What the task asks - Write out all of the entries, matching the original exactly.

*** Data records ***

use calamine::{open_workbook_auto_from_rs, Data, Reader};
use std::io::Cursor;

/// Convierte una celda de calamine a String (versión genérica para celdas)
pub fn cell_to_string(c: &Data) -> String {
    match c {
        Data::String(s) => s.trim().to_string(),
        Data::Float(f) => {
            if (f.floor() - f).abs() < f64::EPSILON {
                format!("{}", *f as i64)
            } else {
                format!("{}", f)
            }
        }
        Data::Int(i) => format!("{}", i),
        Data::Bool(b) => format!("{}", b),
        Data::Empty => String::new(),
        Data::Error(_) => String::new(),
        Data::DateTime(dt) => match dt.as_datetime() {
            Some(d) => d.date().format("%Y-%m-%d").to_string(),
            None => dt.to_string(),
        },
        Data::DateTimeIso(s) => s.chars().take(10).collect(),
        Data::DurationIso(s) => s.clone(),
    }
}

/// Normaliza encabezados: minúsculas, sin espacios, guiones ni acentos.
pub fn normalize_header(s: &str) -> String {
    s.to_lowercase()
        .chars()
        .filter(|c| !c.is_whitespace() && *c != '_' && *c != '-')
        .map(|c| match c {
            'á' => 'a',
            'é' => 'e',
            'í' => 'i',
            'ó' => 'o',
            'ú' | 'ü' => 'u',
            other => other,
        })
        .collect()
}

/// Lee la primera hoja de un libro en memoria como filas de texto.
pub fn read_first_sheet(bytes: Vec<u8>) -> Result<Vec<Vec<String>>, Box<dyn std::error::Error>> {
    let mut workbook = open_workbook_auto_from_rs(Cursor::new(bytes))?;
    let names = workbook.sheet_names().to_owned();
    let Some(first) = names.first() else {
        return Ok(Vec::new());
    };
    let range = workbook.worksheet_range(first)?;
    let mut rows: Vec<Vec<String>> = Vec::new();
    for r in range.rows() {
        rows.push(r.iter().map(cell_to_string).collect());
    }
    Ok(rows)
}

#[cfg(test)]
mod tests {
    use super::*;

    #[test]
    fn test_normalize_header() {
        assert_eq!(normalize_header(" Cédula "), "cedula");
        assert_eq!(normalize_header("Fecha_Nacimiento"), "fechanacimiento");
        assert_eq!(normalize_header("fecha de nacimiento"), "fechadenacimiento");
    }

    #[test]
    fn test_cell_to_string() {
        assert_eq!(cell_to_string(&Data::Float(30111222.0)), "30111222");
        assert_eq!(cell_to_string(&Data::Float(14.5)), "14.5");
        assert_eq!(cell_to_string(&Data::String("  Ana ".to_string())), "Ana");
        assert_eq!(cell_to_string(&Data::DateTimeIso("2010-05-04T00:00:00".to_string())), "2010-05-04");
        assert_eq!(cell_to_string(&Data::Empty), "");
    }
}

*** End of Data records ***

The answer -
use calamine::{open_workbook_auto_from_rs, Data, Reader};
use std::io::Cursor;

/// Convierte una celda de calamine a String (versión genérica para celdas)
pub fn cell_to_string(c: &Data) -> String {
    match c {
        Data::String(s) => s.trim().to_string(),
        Data::Float(f) => {
            if (f.floor() - f).abs() < f64::EPSILON {
                format!("{}", *f as i64)
            } else {
                format!("{}", f)
            }
        }
        Data::Int(i) => format!("{}", i),
        Data::Bool(b) => format!("{}", b),
        Data::Empty => String::new(),
        Data::Error(_) => String::new(),
        Data::DateTime(dt) => match dt.as_datetime() {
            Some(d) => d.date().format("%Y-%m-%d").to_string(),
            None => dt.to_string(),
        },
        Data::DateTimeIso(s) => s.chars().take(10).collect(),
        Data::DurationIso(s) => s.clone(),
    }
}

/// Normaliza encabezados: minúsculas, sin espacios, guiones ni acentos.
pub fn normalize_header(s: &str) -> String {
    s.to_lowercase()
        .chars()
        .filter(|c| !c.is_whitespace() && *c != '_' && *c != '-')
        .map(|c| match c {
            'á' => 'a',
            'é' => 'e',
            'í' => 'i',
            'ó' => 'o',
            'ú' | 'ü' => 'u',
            other => other,
        })
        .collect()
}

/// Lee la primera hoja de un libro en memoria como filas de texto.
pub fn read_first_sheet(bytes: Vec<u8>) -> Result<Vec<Vec<String>>, Box<dyn std::error::Error>> {
    let mut workbook = open_workbook_auto_from_rs(Cursor::new(bytes))?;
    let names = workbook.sheet_names().to_owned();
    let Some(first) = names.first() else {
        return Ok(Vec::new());
    };
    let range = workbook.worksheet_range(first)?;
    let mut rows: Vec<Vec<String>> = Vec::new();
    for r in range.rows() {
        rows.push(r.iter().map(cell_to_string).collect());
    }
    Ok(rows)
}

#[cfg(test)]
mod tests {
    use super::*;

    #[test]
    fn test_normalize_header() {
        assert_eq!(normalize_header(" Cédula "), "cedula");
        assert_eq!(normalize_header("Fecha_Nacimiento"), "fechanacimiento");
        assert_eq!(normalize_header("fecha de nacimiento"), "fechadenacimiento");
    }

    #[test]
    fn test_cell_to_string() {
        assert_eq!(cell_to_string(&Data::Float(30111222.0)), "30111222");
        assert_eq!(cell_to_string(&Data::Float(14.5)), "14.5");
        assert_eq!(cell_to_string(&Data::String("  Ana ".to_string())), "Ana");
        assert_eq!(cell_to_string(&Data::DateTimeIso("2010-05-04T00:00:00".to_string())), "2010-05-04");
        assert_eq!(cell_to_string(&Data::Empty), "");
    }
}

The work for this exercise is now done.